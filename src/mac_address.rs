//! MAC address.

use regex::Regex;
use std::sync::LazyLock;

use crate::error::{ensure, Validated, ValidationError};

static MAC_ADDRESS: LazyLock<Regex> = LazyLock::new(|| {
    Regex::new(r"^(?:[0-9A-Fa-f]{2}[:-]){5}[0-9A-Fa-f]{2}$").expect("mac address regex")
});

/// Six hex octets separated by `:` or `-`.
///
/// ```
/// use validators::mac_address;
///
/// assert!(mac_address("01:23:45:67:ab:CD").is_ok());
/// assert!(mac_address("00:00:00:00:00").is_err());
/// ```
pub fn mac_address(value: &str) -> Validated {
    ensure(!value.is_empty() && MAC_ADDRESS.is_match(value), || {
        ValidationError::new("mac_address").arg("value", value)
    })
}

(INSTRUCTIONS FOR THE TASK): In the entries above, find each line containing the string "assert" and copy it.

(EXERCISE ANSWER):
/// assert!(mac_address("01:23:45:67:ab:CD").is_ok());
/// assert!(mac_address("00:00:00:00:00").is_err());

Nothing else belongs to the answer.